#### Exercise directions
Using the data below, return the stretch from the line that contains "v.number.as_f64() == Some(wanted))" through the line that contains "number are excluded.", both included, exactly as it stands and nothing beyond it.
○ ○ ○ ○ ○
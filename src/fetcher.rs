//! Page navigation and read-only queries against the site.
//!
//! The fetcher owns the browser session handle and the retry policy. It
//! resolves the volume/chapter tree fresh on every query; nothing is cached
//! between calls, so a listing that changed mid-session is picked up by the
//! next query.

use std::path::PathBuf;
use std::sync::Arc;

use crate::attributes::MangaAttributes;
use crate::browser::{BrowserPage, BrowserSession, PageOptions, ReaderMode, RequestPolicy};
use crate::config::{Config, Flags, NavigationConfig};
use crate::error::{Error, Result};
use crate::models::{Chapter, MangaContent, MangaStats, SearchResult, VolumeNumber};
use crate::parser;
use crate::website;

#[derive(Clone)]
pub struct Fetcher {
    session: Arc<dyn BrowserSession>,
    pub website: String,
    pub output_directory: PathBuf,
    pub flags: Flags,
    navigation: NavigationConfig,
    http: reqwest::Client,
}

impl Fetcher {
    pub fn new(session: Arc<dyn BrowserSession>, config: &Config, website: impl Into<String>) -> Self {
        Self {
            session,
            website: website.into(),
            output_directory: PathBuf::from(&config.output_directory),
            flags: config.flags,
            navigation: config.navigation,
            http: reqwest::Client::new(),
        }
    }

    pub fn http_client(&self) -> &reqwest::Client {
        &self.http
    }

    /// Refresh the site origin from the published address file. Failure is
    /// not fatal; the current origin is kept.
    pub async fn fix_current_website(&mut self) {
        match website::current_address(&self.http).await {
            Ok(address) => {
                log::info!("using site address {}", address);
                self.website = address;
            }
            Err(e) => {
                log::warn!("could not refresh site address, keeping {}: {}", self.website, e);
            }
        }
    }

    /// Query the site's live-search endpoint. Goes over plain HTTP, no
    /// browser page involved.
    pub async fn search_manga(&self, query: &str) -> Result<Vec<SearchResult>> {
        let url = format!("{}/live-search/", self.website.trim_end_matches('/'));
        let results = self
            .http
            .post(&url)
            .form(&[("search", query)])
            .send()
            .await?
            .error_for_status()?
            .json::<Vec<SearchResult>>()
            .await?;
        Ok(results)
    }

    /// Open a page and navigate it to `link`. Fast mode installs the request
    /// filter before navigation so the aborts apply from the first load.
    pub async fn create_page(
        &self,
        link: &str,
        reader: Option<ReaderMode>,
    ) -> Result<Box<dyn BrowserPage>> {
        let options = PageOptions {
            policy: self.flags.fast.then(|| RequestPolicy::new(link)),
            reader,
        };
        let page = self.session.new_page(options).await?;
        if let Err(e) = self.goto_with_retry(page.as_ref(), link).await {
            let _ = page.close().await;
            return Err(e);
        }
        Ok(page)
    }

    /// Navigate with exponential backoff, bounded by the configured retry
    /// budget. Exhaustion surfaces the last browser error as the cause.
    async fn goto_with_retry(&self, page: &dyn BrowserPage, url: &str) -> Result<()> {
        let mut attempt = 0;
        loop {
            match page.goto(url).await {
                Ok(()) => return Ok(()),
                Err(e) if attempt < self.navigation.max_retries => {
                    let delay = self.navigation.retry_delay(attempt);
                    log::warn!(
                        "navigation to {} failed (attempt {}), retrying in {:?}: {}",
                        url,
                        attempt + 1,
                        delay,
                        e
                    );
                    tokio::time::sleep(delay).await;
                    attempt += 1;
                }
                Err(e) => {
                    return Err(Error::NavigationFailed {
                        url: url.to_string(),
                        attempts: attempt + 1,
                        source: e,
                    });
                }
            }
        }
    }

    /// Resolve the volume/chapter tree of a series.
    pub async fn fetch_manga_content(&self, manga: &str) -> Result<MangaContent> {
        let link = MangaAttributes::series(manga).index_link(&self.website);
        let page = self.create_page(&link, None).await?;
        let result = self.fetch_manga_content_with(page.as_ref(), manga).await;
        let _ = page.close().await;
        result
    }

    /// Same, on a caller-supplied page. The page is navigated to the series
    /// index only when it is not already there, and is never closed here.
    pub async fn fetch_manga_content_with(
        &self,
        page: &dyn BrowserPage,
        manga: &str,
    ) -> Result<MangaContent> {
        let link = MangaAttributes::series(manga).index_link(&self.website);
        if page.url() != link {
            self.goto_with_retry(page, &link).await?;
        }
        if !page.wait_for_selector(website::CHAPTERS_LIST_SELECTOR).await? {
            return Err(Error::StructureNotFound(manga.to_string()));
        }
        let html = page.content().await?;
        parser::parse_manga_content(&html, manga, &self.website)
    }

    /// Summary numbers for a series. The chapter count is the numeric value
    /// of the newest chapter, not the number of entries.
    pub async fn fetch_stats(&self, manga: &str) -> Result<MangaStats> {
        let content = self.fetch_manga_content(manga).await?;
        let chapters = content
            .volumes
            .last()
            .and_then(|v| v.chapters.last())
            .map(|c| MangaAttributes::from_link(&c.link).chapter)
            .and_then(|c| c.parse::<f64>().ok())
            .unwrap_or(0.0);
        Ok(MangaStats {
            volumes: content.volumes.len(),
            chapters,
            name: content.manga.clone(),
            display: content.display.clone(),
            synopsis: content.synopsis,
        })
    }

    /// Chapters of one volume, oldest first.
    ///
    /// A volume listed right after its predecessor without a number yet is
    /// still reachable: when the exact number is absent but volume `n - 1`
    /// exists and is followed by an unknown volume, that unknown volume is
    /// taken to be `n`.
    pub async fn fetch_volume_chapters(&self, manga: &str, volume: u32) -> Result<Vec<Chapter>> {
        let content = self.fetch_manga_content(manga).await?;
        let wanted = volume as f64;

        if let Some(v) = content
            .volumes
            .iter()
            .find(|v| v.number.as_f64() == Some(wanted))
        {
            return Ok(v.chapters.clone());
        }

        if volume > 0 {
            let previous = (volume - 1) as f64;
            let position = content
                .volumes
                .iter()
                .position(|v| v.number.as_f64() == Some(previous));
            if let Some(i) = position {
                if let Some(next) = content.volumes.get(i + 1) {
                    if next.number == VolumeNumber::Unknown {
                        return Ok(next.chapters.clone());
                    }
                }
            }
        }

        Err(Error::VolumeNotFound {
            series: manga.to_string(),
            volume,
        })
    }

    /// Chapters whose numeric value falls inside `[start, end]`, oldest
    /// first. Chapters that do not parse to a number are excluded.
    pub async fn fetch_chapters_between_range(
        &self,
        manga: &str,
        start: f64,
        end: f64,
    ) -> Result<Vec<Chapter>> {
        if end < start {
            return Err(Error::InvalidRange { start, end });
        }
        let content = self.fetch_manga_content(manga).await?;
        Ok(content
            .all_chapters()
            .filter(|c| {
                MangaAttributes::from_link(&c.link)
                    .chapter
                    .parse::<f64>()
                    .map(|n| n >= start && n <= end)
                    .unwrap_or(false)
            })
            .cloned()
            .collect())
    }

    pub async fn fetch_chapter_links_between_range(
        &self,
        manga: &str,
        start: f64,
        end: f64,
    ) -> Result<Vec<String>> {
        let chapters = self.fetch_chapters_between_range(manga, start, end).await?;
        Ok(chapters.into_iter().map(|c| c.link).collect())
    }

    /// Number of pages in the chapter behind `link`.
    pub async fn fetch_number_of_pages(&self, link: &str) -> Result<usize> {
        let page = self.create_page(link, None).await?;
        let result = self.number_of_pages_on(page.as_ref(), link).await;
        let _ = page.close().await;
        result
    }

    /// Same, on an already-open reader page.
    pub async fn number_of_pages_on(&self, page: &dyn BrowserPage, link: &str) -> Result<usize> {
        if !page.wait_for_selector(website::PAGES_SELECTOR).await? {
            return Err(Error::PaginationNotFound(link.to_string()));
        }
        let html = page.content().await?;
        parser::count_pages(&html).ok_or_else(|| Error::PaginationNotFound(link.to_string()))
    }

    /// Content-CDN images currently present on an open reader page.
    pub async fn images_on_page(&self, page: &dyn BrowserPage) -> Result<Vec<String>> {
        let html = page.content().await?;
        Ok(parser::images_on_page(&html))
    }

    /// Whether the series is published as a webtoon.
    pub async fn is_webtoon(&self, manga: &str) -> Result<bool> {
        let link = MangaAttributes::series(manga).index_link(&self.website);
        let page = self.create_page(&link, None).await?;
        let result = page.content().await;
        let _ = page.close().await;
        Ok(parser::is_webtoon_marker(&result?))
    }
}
○ ○ ○ ○ ○
#### Task output
            .find(|v| v.number.as_f64() == Some(wanted))
        {
            return Ok(v.chapters.clone());
        }

        if volume > 0 {
            let previous = (volume - 1) as f64;
            let position = content
                .volumes
                .iter()
                .position(|v| v.number.as_f64() == Some(previous));
            if let Some(i) = position {
                if let Some(next) = content.volumes.get(i + 1) {
                    if next.number == VolumeNumber::Unknown {
                        return Ok(next.chapters.clone());
                    }
                }
            }
        }

        Err(Error::VolumeNotFound {
            series: manga.to_string(),
            volume,
        })
    }

    /// Chapters whose numeric value falls inside `[start, end]`, oldest
    /// first. Chapters that do not parse to a number are excluded.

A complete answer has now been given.